Adepts recover gravity at a rate of 1 point per hour of sleep, unless their points have been reduced to zero or below. For each point below zero her gravity pool falls, the adept will spend a week in a coma. If the gravity pool falls below -2 the adept must make a save vs death. Failure indicates the adept's brain and central nervous system have shut down. Death will result in 1d4 rounds.

An adept whose Gravity pool is reduced exactly to zero will be only recover Gravity at half the normal rate, and suffer a cap to his gravity pool at half its normal maximum value, further, the adept will be unable to engage in active or invasive psionic activity. These restrictions are in effect for 1d4 days after which, normal conditions, in regards to both recovery and power access, reassert themselves.

Passive, aggressive and invasive psionic activity.
Three types of psionic activity exist: passive, active, and invasive.

Passive psionic activity includes actions such as maintaining a psionic shield or staying alert to the psionic environment around you.
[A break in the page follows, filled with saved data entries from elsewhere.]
use sqlx::PgPool;
use uuid::Uuid;

use crate::dto::analytics_dto::{
    success_rate, CandidateAnalytics, DailyCount, EmployerAnalytics, IndustryCount,
    PlatformAnalytics, PlatformOverview, StatusCount, TopVacancy, UserTypeCount,
    VacancyStatusStats,
};
use crate::dto::application_dto::StatusAggregate;
use crate::dto::payment_dto::{RevenueQuery, RevenueRow};
use crate::error::{Error, Result};
use crate::models::company::Company;
use crate::services::application_service::STATUS_AGGREGATES;
use crate::utils::time;

const TREND_DAYS: i64 = 30;
const RECENT_USER_DAYS: i64 = 30;
const REVENUE_DEFAULT_DAYS: i64 = 365;

#[derive(Clone)]
pub struct AnalyticsService {
    pool: PgPool,
}

impl AnalyticsService {
    pub fn new(pool: PgPool) -> Self {
        Self { pool }
    }

    pub async fn platform(&self) -> Result<PlatformAnalytics> {
        let (
            total_users,
            total_companies,
            total_vacancies,
            total_applications,
            active_vacancies,
            recent_users,
        ): (i64, i64, i64, i64, i64, i64) = sqlx::query_as(
            r#"
            SELECT
                (SELECT COUNT(*) FROM users),
                (SELECT COUNT(*) FROM companies WHERE is_active),
                (SELECT COUNT(*) FROM vacancies),
                (SELECT COUNT(*) FROM applications),
                (SELECT COUNT(*) FROM vacancies
                    WHERE is_active AND status = 'active' AND expires_at > NOW()),
                (SELECT COUNT(*) FROM users WHERE created_at >= $1)
            "#,
        )
        .bind(time::days_ago(RECENT_USER_DAYS))
        .fetch_one(&self.pool)
        .await?;

        let user_types = sqlx::query_as::<_, UserTypeCount>(
            r#"
            SELECT user_type, COUNT(*) AS count
            FROM users
            GROUP BY user_type
            ORDER BY count DESC
            "#,
        )
        .fetch_all(&self.pool)
        .await?;

        let company_industries = sqlx::query_as::<_, IndustryCount>(
            r#"
            SELECT industry, COUNT(*) AS count
            FROM companies
            WHERE is_active
            GROUP BY industry
            ORDER BY count DESC
            "#,
        )
        .fetch_all(&self.pool)
        .await?;

        Ok(PlatformAnalytics {
            overview: PlatformOverview {
                total_users,
                total_companies,
                total_vacancies,
                total_applications,
                active_vacancies,
                recent_users,
            },
            user_types,
            company_industries,
        })
    }

    pub async fn employer(&self, company_id: Uuid) -> Result<EmployerAnalytics> {
        let company = sqlx::query_as::<_, Company>("SELECT * FROM companies WHERE id = $1")
            .bind(company_id)
            .fetch_optional(&self.pool)
            .await?
            .ok_or_else(|| Error::NotFound("Company not found".to_string()))?;

        let vacancy_stats = sqlx::query_as::<_, VacancyStatusStats>(
            r#"
            SELECT
                status,
                COUNT(*) AS count,
                COALESCE(SUM(views), 0)::BIGINT AS total_views,
                COALESCE(SUM(applications), 0)::BIGINT AS total_applications,
                COALESCE(AVG(applications), 0)::FLOAT8 AS avg_applications
            FROM vacancies
            WHERE company_id = $1 AND is_active
            GROUP BY status
            ORDER BY status
            "#,
        )
        .bind(company_id)
        .fetch_all(&self.pool)
        .await?;

        let application_trends = sqlx::query_as::<_, DailyCount>(
            r#"
            SELECT to_char(date_trunc('day', applied_at), 'YYYY-MM-DD') AS day, COUNT(*) AS count
            FROM applications
            WHERE company_id = $1 AND applied_at >= $2
            GROUP BY 1
            ORDER BY 1
            "#,
        )
        .bind(company_id)
        .bind(time::days_ago(TREND_DAYS))
        .fetch_all(&self.pool)
        .await?;

        let top_vacancies = sqlx::query_as::<_, TopVacancy>(
            r#"
            SELECT id, title, views, applications, created_at
            FROM vacancies
            WHERE company_id = $1 AND is_active
            ORDER BY views DESC, created_at DESC
            LIMIT 5
            "#,
        )
        .bind(company_id)
        .fetch_all(&self.pool)
        .await?;

        let application_stats = sqlx::query_as::<_, StatusAggregate>(STATUS_AGGREGATES)
            .bind(company_id)
            .fetch_all(&self.pool)
            .await?;

        Ok(EmployerAnalytics {
            company_stats: company.stats(),
            vacancy_stats,
            application_trends,
            top_vacancies,
            application_stats,
        })
    }

    pub async fn candidate(&self, candidate_id: Uuid) -> Result<CandidateAnalytics> {
        let application_stats = sqlx::query_as::<_, StatusCount>(
            r#"
            SELECT status, COUNT(*) AS count
            FROM applications
            WHERE candidate_id = $1 AND is_active
            GROUP BY status
            ORDER BY status
            "#,
        )
        .bind(candidate_id)
        .fetch_all(&self.pool)
        .await?;

        let industry_trends = sqlx::query_as::<_, IndustryCount>(
            r#"
            SELECT c.industry, COUNT(*) AS count
            FROM applications a
            JOIN companies c ON c.id = a.company_id
            WHERE a.candidate_id = $1 AND a.is_active
            GROUP BY c.industry
            ORDER BY count DESC
            LIMIT 5
            "#,
        )
        .bind(candidate_id)
        .fetch_all(&self.pool)
        .await?;

        Ok(CandidateAnalytics {
            total_applications: application_stats.iter().map(|s| s.count).sum(),
            success_rate: success_rate(&application_stats),
            application_stats,
            industry_trends,
        })
    }

    pub async fn revenue(&self, query: RevenueQuery) -> Result<Vec<RevenueRow>> {
        let from = query
            .from
            .map(time::start_of_day)
            .unwrap_or_else(|| time::days_ago(REVENUE_DEFAULT_DAYS));
        let to = query.to.map(time::end_of_day).unwrap_or_else(time::now);
        if to < from {
            return Err(Error::BadRequest(
                "`to` must not be earlier than `from`".to_string(),
            ));
        }

        let rows = sqlx::query_as::<_, RevenueRow>(
            r#"
            SELECT
                EXTRACT(YEAR FROM created_at)::INT AS year,
                EXTRACT(MONTH FROM created_at)::INT AS month,
                payment_type,
                COALESCE(SUM(amount_total), 0)::BIGINT AS total_amount,
                COUNT(*) AS count
            FROM payments
            WHERE status = 'completed' AND created_at BETWEEN $1 AND $2
            GROUP BY 1, 2, payment_type
            ORDER BY 1 DESC, 2 DESC, payment_type
            "#,
        )
        .bind(from)
        .bind(to)
        .fetch_all(&self.pool)
        .await?;
        Ok(rows)
    }
}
Aggressive psionic activity includes such things as taking psychometry reading on an object and initiating a violent attack.

Invasive psionic activity is actually aggressive activity that manifests in, i.e., invades, physical reality.

Doing Things:
The success of psionic activity, including that related to combat, is adjudicated in a simple fashion. The active party commits a number of points from their gravity pool. This number is subtracted from the pool's total and added to the results of a d6. The total of the latter operation is compared to a target number (TN). If the TN is lower, the attempt is adjudged a success. The particulars of both TN calculation and the effect of success vary from case to case, and are covered in the individual power entries.


Determining Player Character Powers:

Each character automatically receives the shield and hear abilities and 1 additional power. Once per level the character my opt to spend lvl x 1000 xp to gain one additional power. This price represents time lost from character class related learning and spent in psionic meditation and introspection.


Passive Powers:


Shield:
Cost: 1 gravity point for 2 hours or 5 points and one hour meditation, for 24 hours.
This is a mind shield that protects against attack and survailence. This ability grants the adept a +4 to mental defense die rolls. This modifier may be split with other characters at the discretion of the player, although any such assignations much commence at the beginning of the psionic combat round.

Hear:
Cost:
Enables adept to perceive psionic communications and other activity. The character is able to perceive activity and communications, at a range equal to their current gravity pool total in KM.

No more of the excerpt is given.